A class-action lawsuit filed yesterday by five major publishers and bestselling novelist Scott Turow is escalating the legal war over artificial intelligence and intellectual property, targeting Meta and founder Mark Zuckerberg directly. The complaint alleges Meta used millions of copyrighted books and journal articles—some pulled from known piracy hubs LibGen and Sci-Hub—to train its Llama large language model without authorization.
The lawsuit claims Zuckerberg “personally authorized and actively encouraged the infringement,” a charge that, if proven, could significantly raise the stakes for Meta. The company has not yet publicly responded to the allegations, but the case is already sending shockwaves through the publishing industry and beyond.
“This is shameless, damaging and unjust behavior,” Turow said in a statement, calling it “distressing and infuriating” that one of the world’s richest corporations would allegedly use pirated versions of his work to build a system capable of producing “competing material, including works supposedly in my style.” The fear, he added, isn’t just about copying—it’s about outright replacement.
The lawsuit argues that AI-generated books are already flooding marketplaces like Amazon, potentially crowding out human authors. Even more troubling, these systems can summarize entire novels so effectively that readers might skip buying the original altogether. In one example cited in the filing, Llama was prompted to mimic a travel writer’s voice and produced what the complaint called a “convincing rendition” of that style. When asked how it did it, the system essentially admitted it had been trained on vast amounts of text, including that author’s published work.
This case is part of a growing wave of legal challenges against AI companies. Anthropic recently agreed to a $1.5 billion settlement with writers over similar claims, and lawsuits against OpenAI, Google, and others are piling up. The core question is whether training AI on copyrighted material without consent constitutes fair use—or outright theft.
Congress is now facing mounting pressure to define what fair use looks like in the age of artificial intelligence. The debate echoes broader tensions over fiscal restraint and regulatory oversight that are reshaping policy battles across Washington. At the same time, the economic stakes are high: AI can create jobs and expand access, but as economic strain tips the scales in global conflicts, the cost of unregulated innovation is becoming harder to ignore.

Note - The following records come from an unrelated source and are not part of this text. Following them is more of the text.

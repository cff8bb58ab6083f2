//! Value streams.
//!
//! Values are read and written one at a time through [`ValueReader`] and [`ValueWriter`].
//! The binary format is a plain sequence of 8-byte little-endian integers without any header,
//! the text format is whitespace separated decimal integers.

use std::io;
use std::io::prelude::*;

use crate::error::SortError;

/// Size of a single value in bytes.
pub const VALUE_SIZE: usize = 8;

/// Value stream reader.
pub trait ValueReader {
    /// Reads the next value. Returns [`None`] at the end of the stream.
    fn read(&mut self) -> Result<Option<u64>, SortError>;
}

/// Value stream writer.
pub trait ValueWriter {
    /// Writes a value.
    fn write(&mut self, value: u64) -> Result<(), SortError>;

    /// Pushes buffered values to the underlying storage.
    /// Must be called before the storage is handed to another stage.
    fn flush(&mut self) -> Result<(), SortError>;
}

impl<R: ValueReader + ?Sized> ValueReader for &mut R {
    fn read(&mut self) -> Result<Option<u64>, SortError> {
        (**self).read()
    }
}

impl<R: ValueReader + ?Sized> ValueReader for Box<R> {
    fn read(&mut self) -> Result<Option<u64>, SortError> {
        (**self).read()
    }
}

impl<W: ValueWriter + ?Sized> ValueWriter for &mut W {
    fn write(&mut self, value: u64) -> Result<(), SortError> {
        (**self).write(value)
    }

    fn flush(&mut self) -> Result<(), SortError> {
        (**self).flush()
    }
}

impl<W: ValueWriter + ?Sized> ValueWriter for Box<W> {
    fn write(&mut self, value: u64) -> Result<(), SortError> {
        (**self).write(value)
    }

    fn flush(&mut self) -> Result<(), SortError> {
        (**self).flush()
    }
}

/// Binary format reader.
pub struct BinaryReader<R: Read> {
    reader: io::BufReader<R>,
}

impl<R: Read> BinaryReader<R> {
    /// Creates a reader buffering `buf_values` values.
    pub fn with_capacity(buf_values: usize, inner: R) -> Self {
        BinaryReader {
            reader: io::BufReader::with_capacity(buf_values.max(1) * VALUE_SIZE, inner),
        }
    }
}

impl<R: Read> ValueReader for BinaryReader<R> {
    fn read(&mut self) -> Result<Option<u64>, SortError> {
        let mut bytes = [0u8; VALUE_SIZE];
        let mut filled = 0;

        while filled < VALUE_SIZE {
            match self.reader.read(&mut bytes[filled..]) {
                Ok(0) => break,
                Ok(n) => filled += n,
                Err(err) if err.kind() == io::ErrorKind::Interrupted => continue,
                Err(err) => return Err(SortError::IO(err)),
            }
        }

        match filled {
            0 => Ok(None),
            VALUE_SIZE => Ok(Some(u64::from_le_bytes(bytes))),
            count => Err(SortError::TrailingBytes { count }),
        }
    }
}

/// Binary format writer.
pub struct BinaryWriter<W: Write> {
    writer: io::BufWriter<W>,
}

impl<W: Write> BinaryWriter<W> {
    /// Creates a writer buffering `buf_values` values.
    pub fn with_capacity(buf_values: usize, inner: W) -> Self {
        BinaryWriter {
            writer: io::BufWriter::with_capacity(buf_values.max(1) * VALUE_SIZE, inner),
        }
    }

    /// Flushes buffered values and returns the underlying stream.
    pub fn into_inner(self) -> Result<W, SortError> {
        self.writer.into_inner().map_err(|err| SortError::IO(err.into_error()))
    }
}

impl<W: Write> ValueWriter for BinaryWriter<W> {
    fn write(&mut self, value: u64) -> Result<(), SortError> {
        self.writer.write_all(&value.to_le_bytes())?;
        Ok(())
    }

    fn flush(&mut self) -> Result<(), SortError> {
        self.writer.flush()?;
        Ok(())
    }
}

/// Text format reader.
pub struct TextReader<R: BufRead> {
    reader: R,
    token: Vec<u8>,
}

impl<R: BufRead> TextReader<R> {
    pub fn new(reader: R) -> Self {
        TextReader {
            reader,
            token: Vec::with_capacity(20),
        }
    }
}

impl<R: BufRead> ValueReader for TextReader<R> {
    fn read(&mut self) -> Result<Option<u64>, SortError> {
        self.token.clear();

        loop {
            let buf = match self.reader.fill_buf() {
                Ok(buf) => buf,
                Err(err) if err.kind() == io::ErrorKind::Interrupted => continue,
                Err(err) => return Err(SortError::IO(err)),
            };
            if buf.is_empty() {
                break;
            }

            let mut consumed = 0;
            let mut complete = false;
            for &byte in buf {
                consumed += 1;
                if !byte.is_ascii_whitespace() {
                    self.token.push(byte);
                } else if !self.token.is_empty() {
                    complete = true;
                    break;
                }
            }
            self.reader.consume(consumed);

            if complete {
                break;
            }
        }

        if self.token.is_empty() {
            return Ok(None);
        }

        let token = String::from_utf8_lossy(&self.token);
        match token.parse::<u64>() {
            Ok(value) => Ok(Some(value)),
            Err(_) => Err(SortError::InvalidText {
                token: token.into_owned(),
            }),
        }
    }
}

/// Text format writer. Writes one value per line.
pub struct TextWriter<W: Write> {
    writer: io::BufWriter<W>,
}

impl<W: Write> TextWriter<W> {
    /// Creates a writer with a buffer of `buf_values` values worth of bytes.
    pub fn with_capacity(buf_values: usize, inner: W) -> Self {
        TextWriter {
            writer: io::BufWriter::with_capacity(buf_values.max(1) * VALUE_SIZE, inner),
        }
    }
}

impl<W: Write> ValueWriter for TextWriter<W> {
    fn write(&mut self, value: u64) -> Result<(), SortError> {
        writeln!(self.writer, "{}", value)?;
        Ok(())
    }

    fn flush(&mut self) -> Result<(), SortError> {
        self.writer.flush()?;
        Ok(())
    }
}

/// Reader yielding at most `length` values of the inner reader.
pub struct BoundedReader<R> {
    inner: R,
    remaining: u64,
}

impl<R: ValueReader> BoundedReader<R> {
    pub fn new(inner: R, length: u64) -> Self {
        BoundedReader {
            inner,
            remaining: length,
        }
    }
}

impl<R: ValueReader> ValueReader for BoundedReader<R> {
    fn read(&mut self) -> Result<Option<u64>, SortError> {
        if self.remaining == 0 {
            return Ok(None);
        }
        self.remaining -= 1;
        self.inner.read()
    }
}

/// In-memory reader over a slice.
pub struct SliceReader<'a> {
    values: std::slice::Iter<'a, u64>,
}

impl<'a> SliceReader<'a> {
    pub fn new(values: &'a [u64]) -> Self {
        SliceReader { values: values.iter() }
    }
}

impl ValueReader for SliceReader<'_> {
    fn read(&mut self) -> Result<Option<u64>, SortError> {
        Ok(self.values.next().copied())
    }
}

impl ValueWriter for Vec<u64> {
    fn write(&mut self, value: u64) -> Result<(), SortError> {
        self.push(value);
        Ok(())
    }

    fn flush(&mut self) -> Result<(), SortError> {
        Ok(())
    }
}

/// Copies every value from the reader to the writer and flushes the writer.
/// Returns the number of copied values.
pub fn copy_values<R, W>(reader: &mut R, writer: &mut W) -> Result<u64, SortError>
where
    R: ValueReader + ?Sized,
    W: ValueWriter + ?Sized,
{
    let mut copied = 0;
    while let Some(value) = reader.read()? {
        writer.write(value)?;
        copied += 1;
    }
    writer.flush()?;

    return Ok(copied);
}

The lawsuit doesn’t just target Meta—it challenges the broader ethos of Silicon Valley’s “move fast and break things” culture. “AI can absolutely be a great thing,” said Lindsey Granger, a NewsNation contributor and co-host of The Hill’s “Rising.” “But the excuse that we need to move fast to compete cannot come at the expense of the people who have spent their lives creating the very content these systems are built on.” Granger’s column, an edited transcription of her on-air commentary, calls for regulation and oversight from Congress so that stealing intellectual property doesn’t become the norm in the name of innovation.
At its core, this case is about respect for creative work and deciding where to draw the line between inspiration and appropriation. As Pentagon spending on the Iran conflict shows, resource allocation is a political choice—and so is the decision to let AI companies train on stolen data. The outcome of this lawsuit could set a precedent for how America balances technological progress with the rights of creators.